We recently took the short drive from our home in Virginia to Mount Airy to visit the Andy Griffith Museum. It did not disappoint.

Historic Earle Theatre

Included with your museum admission, is admission to the Historic Earle Theatre located on Main Street in Mount Airy. Upon entering the theater, the first thing that caught my eye was an “ON AIR” light by the stage and pictures of radio station WPAQ.

The theatre even runs a video presentation about this radio institution, founded by its original owner Ralph Epperson, on Groundhog Day in 1948.

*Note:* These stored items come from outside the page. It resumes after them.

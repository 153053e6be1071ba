use serde_derive::{Deserialize, Serialize};

use super::bill::NewBillPayload;

#[derive(Debug, Clone, PartialEq, Eq)]
pub struct UploadedFile {
    pub name: String,
    pub content: Vec<u8>,
}

impl UploadedFile {
    pub fn new(name: impl Into<String>, content: impl Into<Vec<u8>>) -> Self {
        Self {
            name: name.into(),
            content: content.into(),
        }
    }
}

/// The `file` input of the new-bill form.
#[derive(Debug, Clone, Default, PartialEq, Eq)]
pub struct FileInput {
    pub value: String,
    pub files: Vec<UploadedFile>,
}

impl FileInput {
    pub const ID: &'static str = "file";

    /// Input state right after the user picked `file`. Browsers expose the
    /// selection under a fake path.
    pub fn selected(file: UploadedFile) -> Self {
        Self {
            value: format!("C:\\fakepath\\{}", file.name),
            files: vec![file],
        }
    }

    pub fn file(&self) -> Option<&UploadedFile> {
        self.files.first()
    }

    pub fn clear(&mut self) {
        self.value.clear();
        self.files.clear();
    }
}

/// Identifiers handed back by the store for the last successful upload.
#[derive(Debug, Clone, Default, PartialEq, Eq)]
pub struct PendingUpload {
    pub file_url: Option<String>,
    pub file_name: Option<String>,
    pub bill_id: Option<String>,
}

/// Multipart body of an upload.
#[derive(Debug, Clone, PartialEq, Eq)]
pub struct BillFormData {
    pub file: UploadedFile,
    pub email: Option<String>,
}

#[derive(Debug, Clone, Copy, Default, PartialEq, Eq)]
pub struct RequestHeaders {
    /// Leave `Content-Type` unset so the transport can add the multipart
    /// boundary itself.
    pub no_content_type: bool,
}

#[derive(Debug, Clone, PartialEq, Eq)]
pub struct CreateBillRequest {
    pub data: BillFormData,
    pub headers: RequestHeaders,
}

#[derive(Debug, Clone, PartialEq, Eq, Serialize, Deserialize)]
#[serde(rename_all = "camelCase")]
pub struct CreatedBill {
    pub file_url: String,
    pub key: String,
}

#[derive(Debug, Clone, PartialEq)]
pub struct UpdateBillRequest {
    pub data: NewBillPayload,
    pub selector: Option<String>,
}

This year’s annual birthday celebration marked the station’s 72nd year of service to its listening area, which always includes a free concert at the Earle Theatre for its loyal listeners.

WPAQ

The first thing I Googled on my iPhone when I saw the call letters WPAQ was to find out what they stood for, as I could not imagine what they had to do with Mount Airy or North Carolina. Turns out, they really don’t stand for anything (much like America’s first commercially licensed radio station, KDKA in Pittsburgh).

In fact, Ralph Epperson said the station actually ran a listener contest to try and give the station a name that went with the call letters WPAQ, but nothing ever really seemed to fit. One listener suggested that they stood for “We Piddle Around Quietly,” but Epperson said that wasn’t what they were looking for.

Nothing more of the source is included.